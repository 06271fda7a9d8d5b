//! Subscription data repository.
//!
//! At most one subscription row exists per (user, game); leaving and rejoining
//! toggle `is_active` on that row.

use sea_orm::sea_query::Expr;
use sea_orm::{
    ActiveModelTrait, ActiveValue, ColumnTrait, DatabaseConnection, DbErr, EntityTrait,
    PaginatorTrait, QueryFilter,
};
use uuid::Uuid;

/// Repository providing database operations for game memberships.
pub struct SubscriptionRepository<'a> {
    db: &'a DatabaseConnection,
}

impl<'a> SubscriptionRepository<'a> {
    pub fn new(db: &'a DatabaseConnection) -> Self {
        Self { db }
    }

    /// Inserts a new membership row.
    ///
    /// # Arguments
    /// - `user_id` / `game_id` - The member and the game
    /// - `role` - "OWNER" for the creator, "PLAYER" otherwise
    /// - `is_admin` - Whether the member can manage the game
    pub async fn create(
        &self,
        user_id: Uuid,
        game_id: Uuid,
        role: &str,
        is_admin: bool,
    ) -> Result<entity::subscription::Model, DbErr> {
        entity::subscription::ActiveModel {
            id: ActiveValue::Set(Uuid::new_v4()),
            user_id: ActiveValue::Set(user_id),
            game_id: ActiveValue::Set(game_id),
            game_nickname: ActiveValue::Set(None),
            role: ActiveValue::Set(role.to_string()),
            is_admin: ActiveValue::Set(is_admin),
            is_active: ActiveValue::Set(true),
        }
        .insert(self.db)
        .await
    }

    /// Finds the membership row for a (user, game) pair, active or not.
    pub async fn find_by_user_and_game(
        &self,
        user_id: Uuid,
        game_id: Uuid,
    ) -> Result<Option<entity::subscription::Model>, DbErr> {
        entity::prelude::Subscription::find()
            .filter(entity::subscription::Column::UserId.eq(user_id))
            .filter(entity::subscription::Column::GameId.eq(game_id))
            .one(self.db)
            .await
    }

    /// Gets all active memberships of a game together with the member profile.
    pub async fn find_active_by_game(
        &self,
        game_id: Uuid,
    ) -> Result<Vec<(entity::subscription::Model, Option<entity::user::Model>)>, DbErr> {
        entity::prelude::Subscription::find()
            .filter(entity::subscription::Column::GameId.eq(game_id))
            .filter(entity::subscription::Column::IsActive.eq(true))
            .find_also_related(entity::prelude::User)
            .all(self.db)
            .await
    }

    /// Counts active members of a game, used for seat-limit checks.
    pub async fn count_active_by_game(&self, game_id: Uuid) -> Result<u64, DbErr> {
        entity::prelude::Subscription::find()
            .filter(entity::subscription::Column::GameId.eq(game_id))
            .filter(entity::subscription::Column::IsActive.eq(true))
            .count(self.db)
            .await
    }

    /// Activates or deactivates a membership row.
    pub async fn set_active(&self, subscription_id: Uuid, is_active: bool) -> Result<(), DbErr> {
        entity::prelude::Subscription::update_many()
            .filter(entity::subscription::Column::Id.eq(subscription_id))
            .col_expr(
                entity::subscription::Column::IsActive,
                Expr::value(is_active),
            )
            .exec(self.db)
            .await?;
        Ok(())
    }
}
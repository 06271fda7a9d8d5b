use crate::error::{config::ConfigError, AppError};

const DEFAULT_HOST: &str = "0.0.0.0";
const DEFAULT_PORT: u16 = 8080;

pub struct Config {
    pub database_url: String,

    pub supabase_url: String,
    pub supabase_service_role_key: String,
    pub supabase_jwt_secret: String,

    pub host: String,
    pub port: u16,
}

impl Config {
    pub fn from_env() -> Result<Self, AppError> {
        Ok(Self {
            database_url: std::env::var("DATABASE_URL")
                .map_err(|_| ConfigError::MissingEnvVar("DATABASE_URL".to_string()))?,
            supabase_url: std::env::var("SUPABASE_URL")
                .map_err(|_| ConfigError::MissingEnvVar("SUPABASE_URL".to_string()))?,
            supabase_service_role_key: std::env::var("SUPABASE_SERVICE_ROLE_KEY")
                .map_err(|_| ConfigError::MissingEnvVar("SUPABASE_SERVICE_ROLE_KEY".to_string()))?,
            supabase_jwt_secret: std::env::var("SUPABASE_JWT_SECRET")
                .map_err(|_| ConfigError::MissingEnvVar("SUPABASE_JWT_SECRET".to_string()))?,
            host: std::env::var("HOST").unwrap_or_else(|_| DEFAULT_HOST.to_string()),
            port: match std::env::var("PORT") {
                Ok(port) => port
                    .parse()
                    .map_err(|_| ConfigError::InvalidEnvVar("PORT".to_string()))?,
                Err(_) => DEFAULT_PORT,
            },
        })
    }
}
use entity::prelude::*;
use sea_orm::{sea_query::TableCreateStatement, EntityTrait, Schema};

use crate::{context::TestContext, error::TestError};

/// Builder for creating test contexts with customizable database schemas.
///
/// Provides a fluent interface for configuring test environments with in-memory SQLite
/// databases. Use the builder pattern to add entity tables, then call `build()` to
/// create the configured test context.
///
/// # Example
///
/// ```rust,ignore
/// use test_utils::builder::TestBuilder;
/// use entity::prelude::{User, Game};
///
/// let test = TestBuilder::new()
///     .with_table(User)
///     .with_table(Game)
///     .build()
///     .await?;
/// ```
pub struct TestBuilder {
    /// Vector of CREATE TABLE statements to execute during database setup.
    ///
    /// Each statement is generated from an entity model using SeaORM's schema builder.
    /// Statements are executed in the order they were added during `build()`.
    tables: Vec<TableCreateStatement>,
}

impl TestBuilder {
    /// Creates a new test builder with no tables configured.
    pub fn new() -> Self {
        Self { tables: Vec::new() }
    }

    /// Adds an entity table to the test database schema.
    ///
    /// Generates a CREATE TABLE statement from the provided SeaORM entity using SQLite
    /// backend syntax. The table will be created when `build()` is called. Tables should
    /// be added in dependency order (tables with foreign keys after their referenced
    /// tables).
    ///
    /// # Arguments
    /// - `entity` - SeaORM entity model implementing `EntityTrait` to create table for
    ///
    /// # Returns
    /// - `Self` - Builder instance for method chaining
    pub fn with_table<E: EntityTrait>(mut self, entity: E) -> Self {
        let schema = Schema::new(sea_orm::DbBackend::Sqlite);
        self.tables.push(schema.create_table_from_entity(entity));
        self
    }

    /// Adds all tables required for game membership operations.
    ///
    /// This convenience method adds the following tables in dependency order:
    /// - User
    /// - Theme
    /// - Game
    /// - Subscription
    ///
    /// Use this for tests touching games and their members. For schedule or
    /// chat tests, use `with_schedule_tables()` or `with_chat_tables()`.
    ///
    /// # Returns
    /// - `Self` - Builder instance for method chaining
    pub fn with_game_tables(self) -> Self {
        self.with_table(User)
            .with_table(Theme)
            .with_table(Game)
            .with_table(Subscription)
    }

    /// Adds all tables required for session and event scheduling.
    ///
    /// Equivalent to `with_game_tables()` plus:
    /// - Session / SessionAttendance
    /// - Event / EventAttendance
    /// - Notification (session creation notifies members)
    ///
    /// # Returns
    /// - `Self` - Builder instance for method chaining
    pub fn with_schedule_tables(self) -> Self {
        self.with_game_tables()
            .with_table(Session)
            .with_table(SessionAttendance)
            .with_table(Event)
            .with_table(EventAttendance)
            .with_table(Notification)
    }

    /// Adds all tables required for game chat operations.
    ///
    /// Equivalent to `with_game_tables()` plus Message and Notification.
    ///
    /// # Returns
    /// - `Self` - Builder instance for method chaining
    pub fn with_chat_tables(self) -> Self {
        self.with_game_tables()
            .with_table(Message)
            .with_table(Notification)
    }

    /// Adds all tables required for friendships and direct messaging.
    ///
    /// Adds User, FriendRequest, PrivateMessage and Notification.
    ///
    /// # Returns
    /// - `Self` - Builder instance for method chaining
    pub fn with_social_tables(self) -> Self {
        self.with_table(User)
            .with_table(FriendRequest)
            .with_table(PrivateMessage)
            .with_table(Notification)
    }

    /// Builds and initializes the test context with configured tables.
    ///
    /// Creates an in-memory SQLite database connection and executes all CREATE TABLE
    /// statements that were added via `with_table()`. Tables are created in the order
    /// they were added to the builder.
    ///
    /// # Returns
    /// - `Ok(TestContext)` - Fully initialized test context with database and tables ready
    /// - `Err(TestError::Database)` - Failed to connect to database or create tables
    pub async fn build(self) -> Result<TestContext, TestError> {
        let mut setup = TestContext::new();

        setup.with_tables(self.tables).await?;

        Ok(setup)
    }
}
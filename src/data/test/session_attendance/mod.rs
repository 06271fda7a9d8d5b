use crate::data::session_attendance::SessionAttendanceRepository;
use sea_orm::DbErr;
use test_utils::builder::TestBuilder;
use test_utils::factory;

mod find_by_session;
mod update_mark;
mod upsert;
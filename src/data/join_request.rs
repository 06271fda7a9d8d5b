//! Join request data repository.

use sea_orm::{
    ActiveModelTrait, ActiveValue, ColumnTrait, DatabaseConnection, DbErr, EntityTrait,
    QueryFilter, QueryOrder,
};
use uuid::Uuid;

use crate::model::friend_request::STATUS_PENDING;

/// Repository providing database operations for game join requests.
pub struct JoinRequestRepository<'a> {
    db: &'a DatabaseConnection,
}

impl<'a> JoinRequestRepository<'a> {
    pub fn new(db: &'a DatabaseConnection) -> Self {
        Self { db }
    }

    pub async fn create(
        &self,
        user_id: Uuid,
        game_id: Uuid,
        message: Option<String>,
    ) -> Result<entity::join_request::Model, DbErr> {
        entity::join_request::ActiveModel {
            id: ActiveValue::Set(Uuid::new_v4()),
            user_id: ActiveValue::Set(user_id),
            game_id: ActiveValue::Set(game_id),
            message: ActiveValue::Set(message),
            status: ActiveValue::Set(STATUS_PENDING.to_string()),
            created_at: ActiveValue::Set(chrono::Utc::now()),
        }
        .insert(self.db)
        .await
    }

    pub async fn find_by_id(
        &self,
        id: Uuid,
    ) -> Result<Option<entity::join_request::Model>, DbErr> {
        entity::prelude::JoinRequest::find_by_id(id).one(self.db).await
    }

    /// Finds the user's pending request for a game, if one exists.
    pub async fn find_pending_by_user_and_game(
        &self,
        user_id: Uuid,
        game_id: Uuid,
    ) -> Result<Option<entity::join_request::Model>, DbErr> {
        entity::prelude::JoinRequest::find()
            .filter(entity::join_request::Column::UserId.eq(user_id))
            .filter(entity::join_request::Column::GameId.eq(game_id))
            .filter(entity::join_request::Column::Status.eq(STATUS_PENDING))
            .one(self.db)
            .await
    }

    /// Gets pending requests of a game with the applicant profile, oldest first.
    pub async fn find_pending_by_game(
        &self,
        game_id: Uuid,
    ) -> Result<Vec<(entity::join_request::Model, Option<entity::user::Model>)>, DbErr> {
        entity::prelude::JoinRequest::find()
            .filter(entity::join_request::Column::GameId.eq(game_id))
            .filter(entity::join_request::Column::Status.eq(STATUS_PENDING))
            .order_by_asc(entity::join_request::Column::CreatedAt)
            .find_also_related(entity::prelude::User)
            .all(self.db)
            .await
    }

    pub async fn update_status(
        &self,
        request: entity::join_request::Model,
        status: &str,
    ) -> Result<entity::join_request::Model, DbErr> {
        let mut active: entity::join_request::ActiveModel = request.into();
        active.status = ActiveValue::Set(status.to_string());
        active.update(self.db).await
    }
}
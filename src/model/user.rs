//! User profile DTOs.

use serde::{Deserialize, Serialize};
use utoipa::ToSchema;
use uuid::Uuid;

/// Public view of a user profile.
///
/// `profile_photo` carries the resolved public storage URL, not the stored
/// object path.
#[derive(Debug, Clone, Serialize, Deserialize, ToSchema)]
pub struct UserDto {
    pub id: Uuid,
    pub email: String,
    pub nickname: String,
    pub bio: Option<String>,
    pub preference: Option<String>,
    pub disponibility: Option<String>,
    pub profile_photo: Option<String>,
}

impl UserDto {
    pub fn from_entity(entity: entity::user::Model, photo_url: Option<String>) -> Self {
        Self {
            id: entity.id,
            email: entity.email,
            nickname: entity.nickname,
            bio: entity.bio,
            preference: entity.preference,
            disponibility: entity.disponibility,
            profile_photo: photo_url,
        }
    }
}

/// Payload for registering the authenticated account's local profile.
///
/// Identity (id and email) comes from the bearer token, never the body.
#[derive(Debug, Clone, Deserialize, ToSchema)]
pub struct RegisterUserDto {
    pub nickname: String,
    pub bio: Option<String>,
    pub preference: Option<String>,
    pub disponibility: Option<String>,
}

/// Partial profile update; absent fields are left unchanged.
#[derive(Debug, Clone, Deserialize, ToSchema)]
pub struct UpdateUserDto {
    pub nickname: Option<String>,
    pub bio: Option<String>,
    pub preference: Option<String>,
    pub disponibility: Option<String>,
}
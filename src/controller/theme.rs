use axum::{
    extract::{Multipart, Path, Query, State},
    http::StatusCode,
    response::IntoResponse,
    Json,
};
use serde::Deserialize;
use uuid::Uuid;

use crate::{
    controller::read_image_upload,
    error::AppError,
    middleware::auth::{AuthGuard, AuthUser},
    model::{api::ErrorDto, theme::ThemeDto},
    service::{storage::StorageService, theme::ThemeService},
    state::AppState,
};

/// Tag for grouping theme endpoints in OpenAPI documentation
pub static THEME_TAG: &str = "theme";

#[derive(Deserialize, utoipa::IntoParams)]
pub struct ThemeSearchParam {
    /// Case-insensitive contains filter on the theme name.
    pub name: Option<String>,
}

/// List themes, optionally filtered by name.
#[utoipa::path(
    get,
    path = "/themes",
    tag = THEME_TAG,
    params(ThemeSearchParam),
    responses(
        (status = 200, description = "Matching themes", body = Vec<ThemeDto>),
        (status = 401, description = "Missing or invalid token", body = ErrorDto),
        (status = 500, description = "Internal server error", body = ErrorDto)
    ),
)]
pub async fn get_themes(
    State(state): State<AppState>,
    user: AuthUser,
    Query(params): Query<ThemeSearchParam>,
) -> Result<impl IntoResponse, AppError> {
    let _ = AuthGuard::new(&state.db).require(user.id, &[]).await?;

    let storage = StorageService::new(&state.http_client, &state.config);

    let service = ThemeService::new(&state.db);
    let themes = service.list(&storage, params.name.as_deref()).await?;

    Ok((StatusCode::OK, Json(themes)))
}

/// Upload a theme photo (multipart, image/* only).
#[utoipa::path(
    post,
    path = "/themes/{theme_id}/photo",
    tag = THEME_TAG,
    params(
        ("theme_id" = Uuid, Path, description = "Theme ID")
    ),
    responses(
        (status = 200, description = "Theme with the new photo URL", body = ThemeDto),
        (status = 400, description = "Missing file or non-image upload", body = ErrorDto),
        (status = 401, description = "Missing or invalid token", body = ErrorDto),
        (status = 404, description = "Theme not found", body = ErrorDto),
        (status = 500, description = "Internal server error", body = ErrorDto)
    ),
)]
pub async fn upload_theme_photo(
    State(state): State<AppState>,
    user: AuthUser,
    Path(theme_id): Path<Uuid>,
    mut multipart: Multipart,
) -> Result<impl IntoResponse, AppError> {
    let _ = AuthGuard::new(&state.db).require(user.id, &[]).await?;

    let upload = read_image_upload(&mut multipart).await?;
    let storage = StorageService::new(&state.http_client, &state.config);

    let service = ThemeService::new(&state.db);
    let theme = service
        .upload_photo(&storage, theme_id, &upload.content_type, upload.data)
        .await?;

    Ok((StatusCode::OK, Json(theme)))
}

/// Delete a theme photo.
#[utoipa::path(
    delete,
    path = "/themes/{theme_id}/photo",
    tag = THEME_TAG,
    params(
        ("theme_id" = Uuid, Path, description = "Theme ID")
    ),
    responses(
        (status = 204, description = "Photo deleted"),
        (status = 401, description = "Missing or invalid token", body = ErrorDto),
        (status = 404, description = "Theme not found", body = ErrorDto),
        (status = 500, description = "Internal server error", body = ErrorDto)
    ),
)]
pub async fn delete_theme_photo(
    State(state): State<AppState>,
    user: AuthUser,
    Path(theme_id): Path<Uuid>,
) -> Result<impl IntoResponse, AppError> {
    let _ = AuthGuard::new(&state.db).require(user.id, &[]).await?;

    let storage = StorageService::new(&state.http_client, &state.config);

    let service = ThemeService::new(&state.db);
    service.delete_photo(&storage, theme_id).await?;

    Ok(StatusCode::NO_CONTENT)
}
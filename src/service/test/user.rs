use test_utils::builder::TestBuilder;
use test_utils::factory;
use uuid::Uuid;

use crate::{
    error::AppError,
    middleware::auth::AuthUser,
    model::user::RegisterUserDto,
    service::{auth_admin::AuthAdminService, storage::StorageService, user::UserService},
};

use super::test_config;

fn register_dto(nickname: &str) -> RegisterUserDto {
    RegisterUserDto {
        nickname: nickname.to_string(),
        bio: None,
        preference: None,
        disponibility: None,
    }
}

/// Tests registering a profile for a fresh auth account.
///
/// Expected: Ok with the token identity and requested nickname
#[tokio::test]
async fn registers_new_profile() {
    let test = TestBuilder::new()
        .with_table(entity::prelude::User)
        .build()
        .await
        .unwrap();
    let db = test.db.as_ref().unwrap();

    let config = test_config();
    let http = reqwest::Client::new();
    let auth_admin = AuthAdminService::new(&http, &config);
    let storage = StorageService::new(&http, &config);

    let caller = AuthUser {
        id: Uuid::new_v4(),
        email: "gm@example.com".to_string(),
    };

    let service = UserService::new(db);
    let profile = service
        .register(&auth_admin, &storage, &caller, register_dto("DungeonMaster"))
        .await
        .unwrap();

    assert_eq!(profile.id, caller.id);
    assert_eq!(profile.email, "gm@example.com");
    assert_eq!(profile.nickname, "DungeonMaster");
}

/// Tests registering with an email that already has a profile.
///
/// Expected: Err(AppError::Conflict)
#[tokio::test]
async fn rejects_duplicate_email() {
    let test = TestBuilder::new()
        .with_table(entity::prelude::User)
        .build()
        .await
        .unwrap();
    let db = test.db.as_ref().unwrap();

    let existing = factory::create_user(db).await.unwrap();

    let config = test_config();
    let http = reqwest::Client::new();
    let auth_admin = AuthAdminService::new(&http, &config);
    let storage = StorageService::new(&http, &config);

    let caller = AuthUser {
        id: Uuid::new_v4(),
        email: existing.email,
    };

    let service = UserService::new(db);
    let result = service
        .register(&auth_admin, &storage, &caller, register_dto("SomeoneElse"))
        .await;

    assert!(matches!(result, Err(AppError::Conflict(_))));
}

/// Tests registering with a nickname another user already holds.
///
/// Expected: Err(AppError::Conflict)
#[tokio::test]
async fn rejects_duplicate_nickname() {
    let test = TestBuilder::new()
        .with_table(entity::prelude::User)
        .build()
        .await
        .unwrap();
    let db = test.db.as_ref().unwrap();

    let existing = factory::create_user(db).await.unwrap();

    let config = test_config();
    let http = reqwest::Client::new();
    let auth_admin = AuthAdminService::new(&http, &config);
    let storage = StorageService::new(&http, &config);

    let caller = AuthUser {
        id: Uuid::new_v4(),
        email: "fresh@example.com".to_string(),
    };

    let service = UserService::new(db);
    let result = service
        .register(&auth_admin, &storage, &caller, register_dto(&existing.nickname))
        .await;

    assert!(matches!(result, Err(AppError::Conflict(_))));
}

/// Tests the get-or-create login for a subject without a profile.
///
/// Expected: Ok with the nickname defaulted to the email local part
#[tokio::test]
async fn login_creates_profile_with_default_nickname() {
    let test = TestBuilder::new()
        .with_table(entity::prelude::User)
        .build()
        .await
        .unwrap();
    let db = test.db.as_ref().unwrap();

    let config = test_config();
    let http = reqwest::Client::new();
    let storage = StorageService::new(&http, &config);

    let caller = AuthUser {
        id: Uuid::new_v4(),
        email: "rolling.stone@example.com".to_string(),
    };

    let service = UserService::new(db);
    let profile = service.login(&storage, &caller).await.unwrap();

    assert_eq!(profile.nickname, "rolling.stone");

    // A second login returns the same profile instead of creating another.
    let again = service.login(&storage, &caller).await.unwrap();
    assert_eq!(again.id, profile.id);
}
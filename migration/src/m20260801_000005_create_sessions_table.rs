use sea_orm_migration::{prelude::*, schema::*};

use super::m20260801_000003_create_games_table::Games;

#[derive(DeriveMigrationName)]
pub struct Migration;

#[async_trait::async_trait]
impl MigrationTrait for Migration {
    async fn up(&self, manager: &SchemaManager) -> Result<(), DbErr> {
        manager
            .create_table(
                Table::create()
                    .table(Sessions::Table)
                    .if_not_exists()
                    .col(pk_uuid(Sessions::Id))
                    .col(uuid(Sessions::GameId))
                    .col(string(Sessions::Name))
                    .col(boolean_null(Sessions::IsPresential))
                    .col(timestamp_with_time_zone_null(Sessions::Datetime))
                    .col(string_null(Sessions::Place))
                    .col(text_null(Sessions::Observations))
                    .foreign_key(
                        ForeignKey::create()
                            .name("fk_sessions_game_id")
                            .from(Sessions::Table, Sessions::GameId)
                            .to(Games::Table, Games::Id)
                            .on_delete(ForeignKeyAction::Cascade)
                            .on_update(ForeignKeyAction::Cascade),
                    )
                    .to_owned(),
            )
            .await
    }

    async fn down(&self, manager: &SchemaManager) -> Result<(), DbErr> {
        manager
            .drop_table(Table::drop().table(Sessions::Table).to_owned())
            .await
    }
}

#[derive(DeriveIden)]
pub enum Sessions {
    Table,
    Id,
    GameId,
    Name,
    IsPresential,
    Datetime,
    Place,
    Observations,
}
use axum::{
    extract::{Multipart, Path, Query, State},
    http::StatusCode,
    response::IntoResponse,
    Json,
};
use uuid::Uuid;

use crate::{
    controller::read_image_upload,
    error::AppError,
    middleware::auth::{AuthGuard, AuthUser, Permission},
    model::{
        api::{ErrorDto, PaginatedDto, PaginationParam},
        message::{MessageDto, SendMessageDto},
    },
    service::{message::MessageService, storage::StorageService},
    state::AppState,
};

/// Tag for grouping game chat endpoints in OpenAPI documentation
pub static MESSAGE_TAG: &str = "message";

/// Post a text message to a game chat. Subscribers only.
///
/// Every other active member gets an unread-messages notification unless
/// they already carry one for this game.
#[utoipa::path(
    post,
    path = "/games/{game_id}/messages",
    tag = MESSAGE_TAG,
    params(
        ("game_id" = Uuid, Path, description = "Game ID")
    ),
    request_body = SendMessageDto,
    responses(
        (status = 201, description = "Message posted", body = MessageDto),
        (status = 400, description = "Empty content", body = ErrorDto),
        (status = 401, description = "Missing or invalid token", body = ErrorDto),
        (status = 403, description = "Caller is not a member", body = ErrorDto),
        (status = 500, description = "Internal server error", body = ErrorDto)
    ),
)]
pub async fn send_message(
    State(state): State<AppState>,
    user: AuthUser,
    Path(game_id): Path<Uuid>,
    Json(payload): Json<SendMessageDto>,
) -> Result<impl IntoResponse, AppError> {
    let _ = AuthGuard::new(&state.db)
        .require(user.id, &[Permission::Subscribed(game_id)])
        .await?;

    let storage = StorageService::new(&state.http_client, &state.config);

    let service = MessageService::new(&state.db);
    let message = service
        .send(&storage, user.id, game_id, payload.content)
        .await?;

    Ok((StatusCode::CREATED, Json(message)))
}

/// Post an image message, optionally captioned via a `content` form field.
#[utoipa::path(
    post,
    path = "/games/{game_id}/messages/image",
    tag = MESSAGE_TAG,
    params(
        ("game_id" = Uuid, Path, description = "Game ID")
    ),
    responses(
        (status = 201, description = "Image message posted", body = MessageDto),
        (status = 400, description = "Missing file or non-image upload", body = ErrorDto),
        (status = 401, description = "Missing or invalid token", body = ErrorDto),
        (status = 403, description = "Caller is not a member", body = ErrorDto),
        (status = 500, description = "Internal server error", body = ErrorDto)
    ),
)]
pub async fn send_image_message(
    State(state): State<AppState>,
    user: AuthUser,
    Path(game_id): Path<Uuid>,
    mut multipart: Multipart,
) -> Result<impl IntoResponse, AppError> {
    let _ = AuthGuard::new(&state.db)
        .require(user.id, &[Permission::Subscribed(game_id)])
        .await?;

    let upload = read_image_upload(&mut multipart).await?;
    let storage = StorageService::new(&state.http_client, &state.config);

    let service = MessageService::new(&state.db);
    let message = service
        .send_image(
            &storage,
            user.id,
            game_id,
            upload.caption,
            &upload.content_type,
            upload.data,
        )
        .await?;

    Ok((StatusCode::CREATED, Json(message)))
}

/// Get one page of a game's chat, newest first. Subscribers only.
#[utoipa::path(
    get,
    path = "/games/{game_id}/messages",
    tag = MESSAGE_TAG,
    params(
        ("game_id" = Uuid, Path, description = "Game ID"),
        PaginationParam
    ),
    responses(
        (status = 200, description = "One page of messages", body = PaginatedDto<MessageDto>),
        (status = 401, description = "Missing or invalid token", body = ErrorDto),
        (status = 403, description = "Caller is not a member", body = ErrorDto),
        (status = 500, description = "Internal server error", body = ErrorDto)
    ),
)]
pub async fn get_messages(
    State(state): State<AppState>,
    user: AuthUser,
    Path(game_id): Path<Uuid>,
    Query(params): Query<PaginationParam>,
) -> Result<impl IntoResponse, AppError> {
    let _ = AuthGuard::new(&state.db)
        .require(user.id, &[Permission::Subscribed(game_id)])
        .await?;

    let storage = StorageService::new(&state.http_client, &state.config);

    let service = MessageService::new(&state.db);
    let page = service
        .page(&storage, game_id, params.page(), params.size())
        .await?;

    Ok((StatusCode::OK, Json(page)))
}
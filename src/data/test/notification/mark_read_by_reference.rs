use super::*;

/// Tests clearing notifications when the referenced chat is opened.
///
/// Expected: Ok with only notifications carrying that reference flipped
#[tokio::test]
async fn marks_only_matching_reference() -> Result<(), DbErr> {
    let test = TestBuilder::new()
        .with_table(entity::prelude::User)
        .with_table(entity::prelude::Notification)
        .build()
        .await
        .unwrap();
    let db = test.db.as_ref().unwrap();

    let user = factory::create_user(db).await?;
    let game_id = Uuid::new_v4();

    factory::notification::NotificationFactory::new(db, user.id)
        .kind(TYPE_UNREAD_MESSAGES)
        .reference_id(game_id)
        .build()
        .await?;
    factory::create_notification(db, user.id).await?;

    let repo = NotificationRepository::new(db);
    let affected = repo
        .mark_read_by_reference(user.id, TYPE_UNREAD_MESSAGES, game_id)
        .await?;

    assert_eq!(affected, 1);
    assert_eq!(repo.count_unread(user.id).await?, 1);

    Ok(())
}

/// Tests clearing chat notifications when another kind shares the reference.
///
/// Expected: Ok with the other kind's notification left unread
#[tokio::test]
async fn marks_only_matching_kind() -> Result<(), DbErr> {
    let test = TestBuilder::new()
        .with_table(entity::prelude::User)
        .with_table(entity::prelude::Notification)
        .build()
        .await
        .unwrap();
    let db = test.db.as_ref().unwrap();

    let user = factory::create_user(db).await?;
    let game_id = Uuid::new_v4();

    factory::notification::NotificationFactory::new(db, user.id)
        .kind(TYPE_UNREAD_MESSAGES)
        .reference_id(game_id)
        .build()
        .await?;
    factory::notification::NotificationFactory::new(db, user.id)
        .kind(TYPE_SESSION_CREATED)
        .reference_id(game_id)
        .build()
        .await?;

    let repo = NotificationRepository::new(db);
    let affected = repo
        .mark_read_by_reference(user.id, TYPE_UNREAD_MESSAGES, game_id)
        .await?;

    assert_eq!(affected, 1);
    assert_eq!(repo.count_unread(user.id).await?, 1);

    Ok(())
}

------

WHAT YOU WILL DO => The lines above, from the first through the one containing "pub struct SubscriptionRepository<'a>", must be restated word for word, with nothing added.

SOLUTION FOR THIS PROBLEM =>
repository 06271fda7a9d8d5b
//! Subscription data repository.
//!
//! At most one subscription row exists per (user, game); leaving and rejoining
//! toggle `is_active` on that row.

use sea_orm::sea_query::Expr;
use sea_orm::{
    ActiveModelTrait, ActiveValue, ColumnTrait, DatabaseConnection, DbErr, EntityTrait,
    PaginatorTrait, QueryFilter,
};
use uuid::Uuid;

/// Repository providing database operations for game memberships.
pub struct SubscriptionRepository<'a> {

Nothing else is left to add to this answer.